Ce succès s'est produit après la publication des résultats de l'étude qui ont démontré que l'intismeran, développé en partenariat avec Merck, a considérablement réduit la propagation et la récidive du mélanome chez les patients présentant un risque important après une opération. Le vaccin a atteint son critère d'évaluation principal en prolongeant la survie sans récidive, marquant un deuxième importante avancée dans le domaine de l'oncologie dans les derniers mois, après que le succès d'un médicament distinct ait permis d'augmenter les taux de survie chez les patients atteints de cancer du pancréas.
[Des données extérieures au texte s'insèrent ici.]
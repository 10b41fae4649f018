//! Ollama embeddings implementation.

use super::Embedder;
use crate::error::{RegscoutError, Result};
use crate::ollama::OllamaClient;
use async_trait::async_trait;
use serde::{Deserialize, Serialize};
use tracing::{debug, instrument};

/// Embedder backed by Ollama's `/api/embeddings` endpoint.
pub struct OllamaEmbedder {
    client: OllamaClient,
    model: String,
}

#[derive(Serialize)]
struct EmbeddingRequest<'a> {
    model: &'a str,
    prompt: &'a str,
}

#[derive(Debug, Deserialize)]
struct EmbeddingResponse {
    embedding: Vec<f32>,
}

impl OllamaEmbedder {
    pub fn new(client: OllamaClient, model: &str) -> Self {
        Self {
            client,
            model: model.to_string(),
        }
    }
}

/// Validate a decoded response body.
fn into_vector(response: EmbeddingResponse) -> Result<Vec<f32>> {
    if response.embedding.is_empty() {
        return Err(RegscoutError::EmbeddingService(
            "Empty embedding in response".to_string(),
        ));
    }
    if response.embedding.iter().any(|v| !v.is_finite()) {
        return Err(RegscoutError::EmbeddingService(
            "Embedding contains non-finite values".to_string(),
        ));
    }
    Ok(response.embedding)
}

#[async_trait]
impl Embedder for OllamaEmbedder {
    #[instrument(skip(self, text), fields(model = %self.model, len = text.len()))]
    async fn embed(&self, text: &str) -> Result<Vec<f32>> {
        let request = EmbeddingRequest {
            model: &self.model,
            prompt: text,
        };

        let response: EmbeddingResponse = self
            .client
            .post_json("api/embeddings", &request)
            .await
            .map_err(RegscoutError::EmbeddingService)?;

        let vector = into_vector(response)?;
        debug!("Generated embedding with {} dimensions", vector.len());
        Ok(vector)
    }

    fn model(&self) -> &str {
        &self.model
    }
}

#[cfg(test)]
mod tests {
    use super::*;

    #[test]
    fn test_response_validation() {
        let ok: EmbeddingResponse = serde_json::from_str(r#"{"embedding": [0.5, -1.0, 2]}"#).unwrap();
        assert_eq!(into_vector(ok).unwrap(), vec![0.5, -1.0, 2.0]);

        let empty: EmbeddingResponse = serde_json::from_str(r#"{"embedding": []}"#).unwrap();
        assert!(matches!(into_vector(empty), Err(RegscoutError::EmbeddingService(_))));

        // Missing field fails at decode time.
        assert!(serde_json::from_str::<EmbeddingResponse>(r#"{"vector": [1.0]}"#).is_err());
    }

    #[tokio::test]
    async fn test_unreachable_service() {
        let client = OllamaClient::new("http://127.0.0.1:1").unwrap();
        let embedder = OllamaEmbedder::new(client, "nomic-embed-text");

        assert_eq!(embedder.model(), "nomic-embed-text");
        assert!(matches!(
            embedder.embed("hello").await,
            Err(RegscoutError::EmbeddingService(_))
        ));
    }
}
//! Overlapping character-window splitter.
//!
//! Slides a window of `max_size` characters across the text. Inside each
//! window the cut is placed after the strongest available boundary
//! (paragraph, line, sentence, word) and falls back to a hard cut. The next
//! window starts `overlap` characters before the previous cut.

use super::{Chunk, ChunkConfig, CATEGORY_KEY, SOURCE_KEY};
use crate::documents::Document;
use crate::error::Result;
use std::collections::BTreeMap;

/// Boundaries tried in order of preference.
const SEPARATORS: &[&str] = &["\n\n", "\n", ". ", "? ", "! ", " "];

/// Deterministic overlapping text splitter.
#[derive(Debug, Clone)]
pub struct TextSplitter {
    config: ChunkConfig,
}

impl TextSplitter {
    pub fn new(config: ChunkConfig) -> Result<Self> {
        config.validate()?;
        Ok(Self { config })
    }

    pub fn config(&self) -> ChunkConfig {
        self.config
    }

    /// Split a loaded document, tagging chunks with its source and category.
    pub fn split_document(&self, document: &Document) -> Vec<Chunk> {
        let mut metadata = BTreeMap::new();
        metadata.insert(SOURCE_KEY.to_string(), document.source_id.clone());
        metadata.insert(CATEGORY_KEY.to_string(), document.category.clone());
        self.split_with_metadata(&document.text, &document.source_id, &metadata)
    }

    /// Split raw text attributed to `source_id`.
    pub fn split(&self, text: &str, source_id: &str) -> Vec<Chunk> {
        let mut metadata = BTreeMap::new();
        metadata.insert(SOURCE_KEY.to_string(), source_id.to_string());
        self.split_with_metadata(text, source_id, &metadata)
    }

    fn split_with_metadata(
        &self,
        text: &str,
        source_id: &str,
        metadata: &BTreeMap<String, String>,
    ) -> Vec<Chunk> {
        let chars: Vec<char> = text.chars().collect();
        let mut chunks = Vec::new();

        if chars.is_empty() {
            return chunks;
        }

        let mut start = 0;
        loop {
            let window_end = (start + self.config.max_size).min(chars.len());
            let end = if window_end == chars.len() {
                window_end
            } else {
                self.find_break(&chars, start, window_end)
            };

            chunks.push(Chunk {
                text: chars[start..end].iter().collect(),
                source_id: source_id.to_string(),
                metadata: metadata.clone(),
                start,
                end,
            });

            if end == chars.len() {
                break;
            }
            start = end - self.config.overlap;
        }

        chunks
    }

    /// Find the cut position for the window `[start, window_end)`.
    ///
    /// A boundary is only accepted past `start + overlap` so the next window
    /// always starts after the current one.
    fn find_break(&self, chars: &[char], start: usize, window_end: usize) -> usize {
        let min_cut = start + self.config.overlap + 1;

        for sep in SEPARATORS {
            let sep: Vec<char> = sep.chars().collect();
            let lowest = min_cut.max(start + sep.len());
            let found = (lowest..=window_end)
                .rev()
                .find(|&cut| chars[cut - sep.len()..cut] == sep[..]);
            if let Some(cut) = found {
                return cut;
            }
        }

        window_end
    }
}
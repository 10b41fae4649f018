//! Ask command implementation.

use super::source_filter;
use crate::cli::Output;
use crate::config::Settings;
use crate::error::RegscoutError;
use crate::orchestrator::Orchestrator;
use anyhow::Result;

/// Run the ask command.
pub async fn run_ask(
    question: &str,
    sources: &[String],
    k: Option<usize>,
    settings: Settings,
) -> Result<()> {
    let orchestrator = Orchestrator::new(settings)?;
    let engine = orchestrator.rag_engine(k);
    let allowed = source_filter(sources);

    let spinner = Output::spinner("Searching documents...");
    let result = engine.ask(question, allowed.as_ref()).await;
    spinner.finish_and_clear();

    match result {
        Ok(answer) => {
            println!("\n{}\n", answer.answer);

            if answer.sources.is_empty() {
                Output::warning("No matching excerpts were found; the answer is not grounded.");
            } else {
                Output::header("Sources");
                for source in &answer.sources {
                    Output::list_item(source);
                }
            }
        }
        Err(e) => {
            Output::error(&format!("Failed to generate answer: {}", e));
            if matches!(e, RegscoutError::IndexNotFound(_)) {
                Output::info("Run 'regscout ingest' to build the index.");
            }
            return Err(e.into());
        }
    }

    Ok(())
}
L'analyste de Bank of America, Alec Stranahan, a haussé le ciblage de Moderna à 170$ contre 40$ et a réitéré son avis d'achat pour Merck, assorti d'un ciblage de 166$. Le modèle de l'analyste prévoit des ventes globales maximales de 54 milliards de dollars pour l'intiseran, Moderna et Merck partageant équitablement les économies. Alec Stranahan a noté qu'un ratio de risque d'au moins 0,8 sur la survie sans récidive pourrait soutenir l'adoption, tandis qu'un ratio compris entre 0,6 et 0,7, qui devrait être présenté lors de la conférence de la Société européenne de médecine oncologique, viendrait probablement générer d'autres hausses.
Morgan Stanley a également réévalué Merck en « sur-pesée » à « poids égal », en augmentant son objectif de cours à 179 $, de 116 $. Cependant, RBC Capital Markets a déclassé Merck en « performance du secteur » à «performance supérieure », invoquant une « valorisation sans précédent » pour une entreprise confrontée à une perte significative d'exclusivité dans les deux ans et à de modestes perspectives de croissance intermédiaires.
Les actions de Merck ont reculé de 1,5 % jeudi, après avoir augmenté de 12,6 % la veille, parallèlement à l'envolée de Moderna. La montée vertigineuse de cette biotechnologie souligne l'optimisme des investisseurs quant au potentiel des thérapies personnalisées à base d'ARNm dans l'oncologie, même si la retracement ultérieur reflète la volatilité liée aux incertitudes cliniques et commerciales.